Optimal Thermalization under Indefinite Causal Order with Identical and Asymmetric Baths

TL;DR

This paper explores how indefinite causal order, implemented via a quantum SWITCH, can modify the thermalization process of a quantum system, enabling enhanced control over heating and cooling effects beyond fixed causal sequences.

Contribution

It derives explicit formulas for the effective temperature in ICO scenarios and analyzes how control qubit coherence and bath asymmetry influence thermodynamic outcomes.

Findings

Quantum coherence in control qubit affects temperature shifts.

Bath asymmetry enhances ICO thermodynamic effects.
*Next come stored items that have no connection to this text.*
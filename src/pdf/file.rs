//! An opened PDF file with its revision chain.
//!
//! [`PdfFile`] keeps the raw bytes, every cross-reference section reachable
//! through `/Prev` and the merged object table of the newest revision.
//! Each incremental update is exposed as a [`Revision`] so that earlier
//! states of the document can be reopened byte-exactly.

use super::filters::decode_stream;
use super::object::{Dictionary, Object, ObjectRef};
use super::parser::{parse_indirect_object, parse_object, to_parse_error};
use super::xref::{find_startxref, parse_section, XRefEntry, XRefSection};
use crate::error::{Error, Result};
use crate::parser_config::ParserOptions;
use parking_lot::RwLock;
use std::collections::{BTreeMap, HashMap, HashSet};
use std::sync::Arc;

/// Reference chains longer than this are treated as cycles.
const MAX_RESOLVE_DEPTH: usize = 32;

/// One incremental-update section of a document.
#[derive(Debug, Clone)]
pub struct Revision {
    /// Zero-based position, oldest first
    pub index: usize,
    /// Offset of the cross-reference section
    pub xref_offset: usize,
    /// Byte length of the document as of this revision (through `%%EOF`)
    pub end: usize,
    /// Whether the section is a cross-reference stream
    pub is_stream: bool,
    /// Entries declared by this revision only
    pub entries: BTreeMap<u32, XRefEntry>,
    /// Trailer of this revision
    pub trailer: Dictionary,
}

/// Decoded object stream: `(object number, offset)` pairs plus the body.
#[derive(Debug)]
struct ObjectStream {
    offsets: Vec<(u32, usize)>,
    body: Vec<u8>,
}

/// A parsed PDF file.
#[derive(Debug)]
pub struct PdfFile {
    data: bytes::Bytes,
    options: ParserOptions,
    revisions: Vec<Revision>,
    xref: BTreeMap<u32, XRefEntry>,
    trailer: Dictionary,
    objstm_cache: RwLock<HashMap<u32, Arc<ObjectStream>>>,
}

impl PdfFile {
    /// Open a document with default parser options.
    pub fn from_bytes(data: impl Into<bytes::Bytes>) -> Result<Self> {
        Self::parse(data, ParserOptions::default())
    }

    /// Open a document.
    pub fn parse(data: impl Into<bytes::Bytes>, options: ParserOptions) -> Result<Self> {
        let data: bytes::Bytes = data.into();
        if !options.accepts_file_size(data.len()) {
            return Err(Error::InvalidPdf(format!(
                "file size {} exceeds limit {}",
                data.len(),
                options.max_file_size
            )));
        }
        let header_window = &data[..data.len().min(1024)];
        if !header_window.windows(5).any(|w| w == b"%PDF-") {
            return Err(Error::InvalidPdf("missing %PDF- header".to_string()));
        }

        // Newest first while walking /Prev
        let mut sections: Vec<XRefSection> = Vec::new();
        let mut seen = HashSet::new();
        let mut next = Some(find_startxref(&data)?);
        while let Some(offset) = next {
            if !seen.insert(offset) {
                log::warn!("Cross-reference /Prev loop at offset {}", offset);
                break;
            }
            if sections.len() >= options.max_revisions {
                return Err(Error::InvalidPdf(format!(
                    "more than {} revisions",
                    options.max_revisions
                )));
            }
            let section = parse_section(&data, offset, &options)?;
            next = section.prev();
            sections.push(section);
        }
        sections.reverse();

        let mut revisions = Vec::with_capacity(sections.len());
        let mut last_end = 0usize;
        for (index, section) in sections.into_iter().enumerate() {
            let end = revision_end(&data, section.offset).unwrap_or(data.len()).max(last_end);
            last_end = end;
            revisions.push(Revision {
                index,
                xref_offset: section.offset,
                end,
                is_stream: section.is_stream,
                entries: section.entries,
                trailer: section.trailer,
            });
        }

        let mut xref = BTreeMap::new();
        for rev in &revisions {
            for (id, entry) in &rev.entries {
                xref.insert(*id, *entry);
            }
        }
        let trailer = revisions
            .last()
            .map(|r| r.trailer.clone())
            .ok_or(Error::InvalidXref)?;

        log::debug!(
            "Opened PDF: {} bytes, {} revision(s), {} xref entries",
            data.len(),
            revisions.len(),
            xref.len()
        );

        Ok(Self {
            data,
            options,
            revisions,
            xref,
            trailer,
            objstm_cache: RwLock::new(HashMap::new()),
        })
    }

    /// Raw bytes.
    pub fn data(&self) -> &[u8] {
        &self.data
    }

    /// Parser options the file was opened with.
    pub fn options(&self) -> &ParserOptions {
        &self.options
    }

    /// Revisions, oldest first.
    pub fn revisions(&self) -> &[Revision] {
        &self.revisions
    }

    /// Trailer of the newest revision.
    pub fn trailer(&self) -> &Dictionary {
        &self.trailer
    }

    /// Offset of the newest cross-reference section.
    pub fn startxref(&self) -> usize {
        self.revisions.last().map(|r| r.xref_offset).unwrap_or(0)
    }

    /// Whether the newest revision uses a cross-reference stream.
    pub fn uses_xref_stream(&self) -> bool {
        self.revisions.last().is_some_and(|r| r.is_stream)
    }

    /// First object number not yet allocated (`/Size`).
    pub fn next_object_id(&self) -> u32 {
        let from_trailer = self
            .trailer
            .get("Size")
            .and_then(Object::as_integer)
            .and_then(|v| u32::try_from(v).ok())
            .unwrap_or(0);
        let from_xref = self.xref.keys().next_back().map(|id| id + 1).unwrap_or(0);
        from_trailer.max(from_xref)
    }

    /// Numbers of every in-use object.
    pub fn object_ids(&self) -> Vec<u32> {
        self.xref
            .iter()
            .filter(|(_, e)| e.is_in_use())
            .map(|(id, _)| *id)
            .collect()
    }

    /// Cross-reference entry for an object number.
    pub fn entry(&self, id: u32) -> Option<XRefEntry> {
        self.xref.get(&id).copied()
    }

    /// Reopen the document as it was at the end of revision `index`.
    pub fn revision_view(&self, index: usize) -> Result<PdfFile> {
        let rev = self
            .revisions
            .get(index)
            .ok_or_else(|| Error::not_found("revision", index))?;
        PdfFile::parse(self.data.slice(..rev.end), self.options)
    }

    /// `/Root` reference.
    pub fn root_ref(&self) -> Result<ObjectRef> {
        self.trailer
            .get("Root")
            .and_then(Object::as_reference)
            .ok_or_else(|| Error::InvalidPdf("trailer has no /Root".to_string()))
    }

    /// Document catalog dictionary.
    pub fn catalog(&self) -> Result<Dictionary> {
        let root = self.root_ref()?;
        self.get_object(root)?
            .as_dict()
            .cloned()
            .ok_or_else(|| Error::InvalidPdf("catalog is not a dictionary".to_string()))
    }

    /// Load an indirect object.
    pub fn get_object(&self, r: ObjectRef) -> Result<Object> {
        match self.xref.get(&r.id) {
            Some(XRefEntry::InUse { offset, .. }) => {
                let offset = *offset;
                if offset >= self.data.len() {
                    return Err(Error::ObjectNotFound(r.id, r.gen));
                }
                let input = &self.data[offset..];
                let (_, (found, obj)) = parse_indirect_object(input, self.options.max_nesting)
                    .map_err(|e| to_parse_error(input, offset, e))?;
                if found.id != r.id {
                    return Err(Error::InvalidPdf(format!(
                        "xref points object {} at {}, found {}",
                        r.id, offset, found.id
                    )));
                }
                Ok(obj)
            },
            Some(XRefEntry::Compressed { stream_id, index }) => {
                self.get_compressed(r, *stream_id, *index as usize)
            },
            _ => Err(Error::ObjectNotFound(r.id, r.gen)),
        }
    }

    fn get_compressed(&self, r: ObjectRef, stream_id: u32, index: usize) -> Result<Object> {
        let stream = self.object_stream(stream_id)?;
        let (id, start) = *stream
            .offsets
            .get(index)
            .filter(|(id, _)| *id == r.id)
            .or_else(|| stream.offsets.iter().find(|(id, _)| *id == r.id))
            .ok_or(Error::ObjectNotFound(r.id, r.gen))?;
        let body = stream.body.get(start..).ok_or(Error::ObjectNotFound(id, r.gen))?;
        let (_, obj) = parse_object(body).map_err(|e| to_parse_error(body, start, e))?;
        Ok(obj)
    }

    fn object_stream(&self, stream_id: u32) -> Result<Arc<ObjectStream>> {
        if let Some(cached) = self.objstm_cache.read().get(&stream_id) {
            return Ok(Arc::clone(cached));
        }
        // Object streams never live inside other object streams
        let offset = match self.xref.get(&stream_id) {
            Some(XRefEntry::InUse { offset, .. }) => *offset,
            _ => return Err(Error::ObjectNotFound(stream_id, 0)),
        };
        let input = self.data.get(offset..).ok_or(Error::ObjectNotFound(stream_id, 0))?;
        let (_, (_, obj)) = parse_indirect_object(input, self.options.max_nesting)
            .map_err(|e| to_parse_error(input, offset, e))?;
        let (dict, raw) = match obj {
            Object::Stream { dict, data } => (dict, data),
            _ => return Err(Error::InvalidPdf(format!("object {} is not a stream", stream_id))),
        };
        let decoded = decode_stream(&dict, &raw, self.options.max_decompressed_size)?;
        let n = dict.get("N").and_then(Object::as_integer).unwrap_or(0).max(0) as usize;
        let first = dict.get("First").and_then(Object::as_integer).unwrap_or(0).max(0) as usize;

        let header = decoded
            .get(..first)
            .ok_or_else(|| Error::InvalidPdf("bad object stream /First".to_string()))?;
        let numbers: Vec<usize> = std::str::from_utf8(header)
            .map_err(|_| Error::InvalidPdf("object stream header is not ASCII".to_string()))?
            .split_whitespace()
            .filter_map(|t| t.parse().ok())
            .collect();
        let offsets: Vec<(u32, usize)> = numbers
            .chunks_exact(2)
            .take(n)
            .map(|pair| (pair[0] as u32, pair[1]))
            .collect();
        let body = decoded[first..].to_vec();

        let stream = Arc::new(ObjectStream { offsets, body });
        self.objstm_cache.write().insert(stream_id, Arc::clone(&stream));
        Ok(stream)
    }

    /// Follow references until a direct object is reached.
    pub fn resolve(&self, obj: &Object) -> Result<Object> {
        let mut current = obj.clone();
        for _ in 0..MAX_RESOLVE_DEPTH {
            match current {
                Object::Reference(r) => current = self.get_object(r)?,
                other => return Ok(other),
            }
        }
        Err(Error::RecursionLimitExceeded(MAX_RESOLVE_DEPTH as u32))
    }

    /// Look up `key` in `dict` and resolve the value.
    pub fn resolve_key(&self, dict: &Dictionary, key: &str) -> Result<Option<Object>> {
        dict.get(key).map(|v| self.resolve(v)).transpose()
    }

    /// Page object references in document order.
    pub fn page_refs(&self) -> Result<Vec<ObjectRef>> {
        let catalog = self.catalog()?;
        let pages = catalog
            .get("Pages")
            .and_then(Object::as_reference)
            .ok_or_else(|| Error::InvalidPdf("catalog has no /Pages".to_string()))?;
        let mut out = Vec::new();
        let mut visited = HashSet::new();
        self.collect_pages(pages, &mut out, &mut visited, 0)?;
        Ok(out)
    }

    fn collect_pages(
        &self,
        node: ObjectRef,
        out: &mut Vec<ObjectRef>,
        visited: &mut HashSet<ObjectRef>,
        depth: usize,
    ) -> Result<()> {
        if depth > self.options.max_nesting {
            return Err(Error::RecursionLimitExceeded(self.options.max_nesting as u32));
        }
        if !visited.insert(node) {
            return Ok(());
        }
        let obj = self.get_object(node)?;
        match obj.dict_type() {
            Some("Pages") => {
                let kids = match obj.get("Kids") {
                    Some(k) => self.resolve(k)?,
                    None => Object::Array(Vec::new()),
                };
                for kid in kids.as_array().into_iter().flatten() {
                    if let Some(r) = kid.as_reference() {
                        self.collect_pages(r, out, visited, depth + 1)?;
                    }
                }
            },
            _ => out.push(node),
        }
        Ok(())
    }

    /// Terminal form fields reachable from `/AcroForm /Fields`.
    pub fn form_fields(&self) -> Result<Vec<(ObjectRef, Dictionary)>> {
        let catalog = self.catalog()?;
        let acroform = match self.resolve_key(&catalog, "AcroForm")? {
            Some(Object::Dictionary(d)) => d,
            _ => return Ok(Vec::new()),
        };
        let fields = match self.resolve_key(&acroform, "Fields")? {
            Some(Object::Array(items)) => items,
            _ => return Ok(Vec::new()),
        };
        let mut out = Vec::new();
        let mut visited = HashSet::new();
        for field in fields.iter().filter_map(Object::as_reference) {
            self.collect_fields(field, &mut out, &mut visited, 0)?;
        }
        Ok(out)
    }

    fn collect_fields(
        &self,
        node: ObjectRef,
        out: &mut Vec<(ObjectRef, Dictionary)>,
        visited: &mut HashSet<ObjectRef>,
        depth: usize,
    ) -> Result<()> {
        if depth > self.options.max_nesting || !visited.insert(node) {
            return Ok(());
        }
        let dict = match self.get_object(node)? {
            Object::Dictionary(d) => d,
            _ => return Ok(()),
        };
        let kids: Vec<ObjectRef> = dict
            .get("Kids")
            .and_then(Object::as_array)
            .map(|k| k.iter().filter_map(Object::as_reference).collect())
            .unwrap_or_default();
        // Widget-only kids do not make the parent non-terminal
        let has_field_kids = !kids.is_empty() && dict.get("FT").is_none();
        if has_field_kids {
            for kid in kids {
                self.collect_fields(kid, out, visited, depth + 1)?;
            }
        } else {
            out.push((node, dict));
        }
        Ok(())
    }
}

/// End of the revision whose cross-reference section starts at `xref_offset`.
fn revision_end(data: &[u8], xref_offset: usize) -> Option<usize> {
    let marker = b"%%EOF";
    let pos = data[xref_offset..]
        .windows(marker.len())
        .position(|w| w == marker)?;
    let mut end = xref_offset + pos + marker.len();
    if data[end..].starts_with(b"\r\n") {
        end += 2;
    } else if data[end..].starts_with(b"\n") || data[end..].starts_with(b"\r") {
        end += 1;
    }
    Some(end)
}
Reduced control qubit purity suppresses temperature control capabilities.

Abstract

Indefinite causal order (ICO), in which the order of quantum operations is placed in a coherent superposition, has been demonstrated to enhance various information-processing tasks. Here, we investigate its impact on the thermodynamic processes generated by thermalizing quantum channels. We consider a two-level system interacting with two thermal baths under a quantum SWITCH, with the channel order controlled coherently by an ancillary qubit. We derive closed-form expressions for the effective inverse temperature $\beta_f$ of the postselected system state for both identical and distinct bath temperatures, and identify the control-qubit parameters that maximize heating or cooling. Our analysis reveals how the diagonal and coherent components of the control-qubit state contribute separately to the temperature shift, and how their interplay enables departures from the thermal response attainable under any fixed causal order. Bath asymmetry enhances these effects, while reduced purity of the control qubit state suppresses them. These results provide a systematic framework for assessing the thermodynamic capabilities of ICO and clarify the role of quantum coherence as a tunable thermodynamic resource.